How do media contribute to the dissemination of conspiracy beliefs? A field study combining panel and web tracking at the outbreak of the COVID-19 pandemic

Summary

This study combines a two-wave panel survey (Germany and German-speaking Switzerland, March–May 2020) with browser-level web tracking to ask how media exposure and political predispositions jointly shaped emerging COVID-19 conspiracy beliefs at the pandemic’s outset. Using BERT classifiers to identify conspiracy-related sentences and their stance (supporting vs. opposing) across 3.5 million tracked documents, the authors test a holistic model integrating alternative media, mainstream media, populism, and political mistrust.

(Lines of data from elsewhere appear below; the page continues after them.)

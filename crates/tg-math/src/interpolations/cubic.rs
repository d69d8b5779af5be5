//! Natural cubic spline.
//!
//! Second derivatives `M_i` at the knots solve the tridiagonal system
//!
//!   `h_{i-1} M_{i-1} + 2 (h_{i-1} + h_i) M_i + h_i M_{i+1} = 6 (S_i - S_{i-1})`
//!
//! with `M_0 = M_{n-1} = 0`. Outside the data the boundary cubic is used.

use tg_core::{errors::Result, Real};

use super::{secants, Interpolation1D};
use crate::search::{ascending_copy, find_interval};

/// Natural cubic spline interpolation.
#[derive(Debug, Clone)]
pub struct CubicNaturalSpline {
    xs: Vec<Real>,
    ys: Vec<Real>,
    /// Second derivatives at each knot
    m: Vec<Real>,
}

impl CubicNaturalSpline {
    /// Build a natural cubic spline. Requires at least 3 points.
    pub fn new(xs: &[Real], ys: &[Real]) -> Result<Self> {
        let n = xs.len();
        tg_core::ensure_arg!(n >= 3, "cubic spline requires at least 3 points, got {n}");
        tg_core::ensure_arg!(
            xs.len() == ys.len(),
            "xs ({}) and ys ({}) must have the same length",
            xs.len(),
            ys.len()
        );
        let (xs, ys) = ascending_copy(xs, ys);

        let h: Vec<Real> = xs.windows(2).map(|w| w[1] - w[0]).collect();
        let s = secants(&xs, &ys);

        // Thomas algorithm on the interior unknowns M_1 .. M_{n-2}
        let k = n - 2;
        let mut diag = vec![0.0; k];
        let mut rhs = vec![0.0; k];
        for j in 0..k {
            let i = j + 1;
            diag[j] = 2.0 * (h[i - 1] + h[i]);
            rhs[j] = 6.0 * (s[i] - s[i - 1]);
        }
        for j in 1..k {
            let w = h[j] / diag[j - 1];
            diag[j] -= w * h[j];
            rhs[j] -= w * rhs[j - 1];
        }
        let mut m = vec![0.0; n];
        for j in (0..k).rev() {
            let upper = if j + 1 < k { h[j + 1] * m[j + 2] } else { 0.0 };
            m[j + 1] = (rhs[j] - upper) / diag[j];
        }

        Ok(Self { xs, ys, m })
    }
}

impl Interpolation1D for CubicNaturalSpline {
    fn x_min(&self) -> Real {
        self.xs[0]
    }

    fn x_max(&self) -> Real {
        self.xs[self.xs.len() - 1]
    }

    fn operator(&self, x: Real) -> Real {
        let i = find_interval(&self.xs, x);
        let (x0, x1) = (self.xs[i], self.xs[i + 1]);
        let (m0, m1) = (self.m[i], self.m[i + 1]);
        let h = x1 - x0;
        let a = x1 - x;
        let b = x - x0;
        m0 * a * a * a / (6.0 * h)
            + m1 * b * b * b / (6.0 * h)
            + (self.ys[i] / h - m0 * h / 6.0) * a
            + (self.ys[i + 1] / h - m1 * h / 6.0) * b
    }
}
//! # tg-tensor
//!
//! Dense N-dimensional tensors with per-axis coordinate grids:
//! nearest-point access, multilinear and spline interpolation, projection
//! onto 2D tables and axis rearrangement (permute, reverse, slice, sum,
//! trace, fix, interpolate, resample).

#![warn(missing_docs)]
#![forbid(unsafe_code)]

// ── Modules ───────────────────────────────────────────────────────────────────

/// Uniform grid descriptors.
pub mod grid;

/// Axis specifications for rearrangement.
pub mod index_spec;

/// Interpolation on gridded tensors.
pub mod interp;

/// Projection onto `Table3D` slices.
pub mod projection;

/// Axis rearrangement.
pub mod rearrange;

/// Named 2D slices over an x/y grid.
pub mod table3d;

/// Flat row-major tensors.
pub mod tensor;

/// Tensors with coordinate grids.
pub mod tensor_grid;

// ── Convenience re-exports ────────────────────────────────────────────────────

pub use grid::UniformGrid;
pub use index_spec::IndexSpec;
pub use interp::InterpScratch;
pub use rearrange::RearrangeOptions;
pub use table3d::Table3D;
pub use tensor::Tensor;
pub use tensor_grid::GriddedTensor;
pub use tg_math::InterpType;
//! Interval search over monotonic abscissae.
//!
//! Grids may run in either direction. [`find_interval`] returns the lower
//! corner `i` of the bracketing interval `[x_i, x_{i+1}]`, clamped to the
//! first or last interval when the point lies outside the grid, so callers
//! extrapolate from the boundary interval.

use tg_core::Real;

/// Return `true` if the first point is not larger than the last one.
#[inline]
pub fn is_increasing(xs: &[Real]) -> bool {
    xs.len() < 2 || xs[0] <= xs[xs.len() - 1]
}

/// Binary search: find `i` with `x` between `xs[i]` and `xs[i+1]`, clamped
/// to `[0, n-2]`.
///
/// `xs` must contain at least two points and be monotonic (increasing or
/// decreasing).
pub fn find_interval(xs: &[Real], x: Real) -> usize {
    let n = xs.len();
    debug_assert!(n >= 2, "find_interval needs at least 2 points");
    let increasing = is_increasing(xs);
    let (first, last) = if increasing {
        (x <= xs[0], x >= xs[n - 1])
    } else {
        (x >= xs[0], x <= xs[n - 1])
    };
    if first {
        return 0;
    }
    if last {
        return n - 2;
    }
    let mut lo = 0;
    let mut hi = n - 1;
    while hi - lo > 1 {
        let mid = (lo + hi) / 2;
        let below = if increasing { xs[mid] <= x } else { xs[mid] >= x };
        if below {
            lo = mid;
        } else {
            hi = mid;
        }
    }
    lo
}

/// Copy `(xs, ys)` so that the abscissae are increasing.
pub fn ascending_copy(xs: &[Real], ys: &[Real]) -> (Vec<Real>, Vec<Real>) {
    if is_increasing(xs) {
        (xs.to_vec(), ys.to_vec())
    } else {
        (xs.iter().rev().copied().collect(), ys.iter().rev().copied().collect())
    }
}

They find both direct contagion (from conspiracy-supporting alternative media) and direct mitigation (from conspiracy-opposing mainstream media), but also indirect reinforcement via selective engagement and a backfire pathway in which mainstream debunking increases conspiracy belief among populists.

Key Contributions

  • One of the first behaviorally-tracked, real-time studies of conspiracy belief formation during an unfolding global crisis, sidestepping retrospective self-report bias.
  • A holistic model marrying Zaller-style information-plus-predispositions theory with selective exposure and motivated reasoning, operationalized at the level of both source and content stance.
  • Empirical evidence that mainstream debunking works on average but backfires among populists — clarifying when correction succeeds or fails.
  • Released methodological infrastructure: the WebTrack browser plugin and fine-tuned German BERT classifiers for conspiracy detection and stance.
  • Demonstrates that even mainstream quality outlets carried substantial conspiracy-supporting content during the early pandemic.

Methods

Two-wave online panel (N≈1,147) with quota sampling, bracketing a desktop web-tracking phase via a custom Chrome/Firefox plugin capturing full HTML. Sentence-level conspiracy detection and stance classification used fine-tuned German BERT models trained on 12,745 manually coded sentences (α ≥ .80), validated on a 498-sentence gold standard (macro F1 = 0.94 for detection; 0.78–0.82 for stance). URLs were mapped to mainstream quality/tabloid, hyperpartisan alternative conspiracy (HAC), and social media sources. OLS regression and bootstrapped mediation (10,000 iterations) tested direct and indirect effects of populism and political mistrust on T2 conspiracy beliefs through stance-specific exposure.

Findings

  • 7.2% of visited documents on average contained conspiracy-related content (~113 per participant over the tracking window).
  • Conspiracy-supporting content outweighed opposing content across all media types, including mainstream outlets.
  • Exposure across source types was positively correlated — users encountered conspiracy content across multiple channels rather than via clean single-source filter bubbles.
  • Contagion: conspiracy-supporting alternative media exposure raised conspiracy beliefs (b=0.14, p<.001).
  • Mitigation: conspiracy-opposing mainstream media exposure lowered conspiracy beliefs (b=−0.05, p=.001).
  • Populism (b=0.38) and political mistrust (b=0.20) directly predicted conspiracy beliefs.
  • Populists selectively engaged with supporting alternative media (b=0.76) and avoided opposing mainstream media (b=−0.91); mistrust effects were weaker.
  • Significant indirect reinforcement effect via alternative media for both predispositions.
  • Backfire pathway: among populists, the mainstream exposure they did receive increased rather than reduced conspiracy beliefs.
  • 25–30% of respondents saw at least some truth in COVID-19 conspiracies or were uncertain.

Connections

This paper sits at the intersection of misinformation-correction work and behavioral exposure measurement, complementing platform- and tracking-based studies of misinformation diets such as Gonzalez-Bailon2024-rq and Budak2024-ef, and the cross-national exposure perspective in Humprecht2025-ml. Its findings on populism-driven selective exposure and backfire connect to inoculation and correction debates explored in van-der-Linden2026-jt and Spampatti2026-kx, while its account of alternative-media contagion resonates with work on hyperpartisan and conspiratorial ecosystems like Frischlich2025-vn and Rohrbach2026-rc.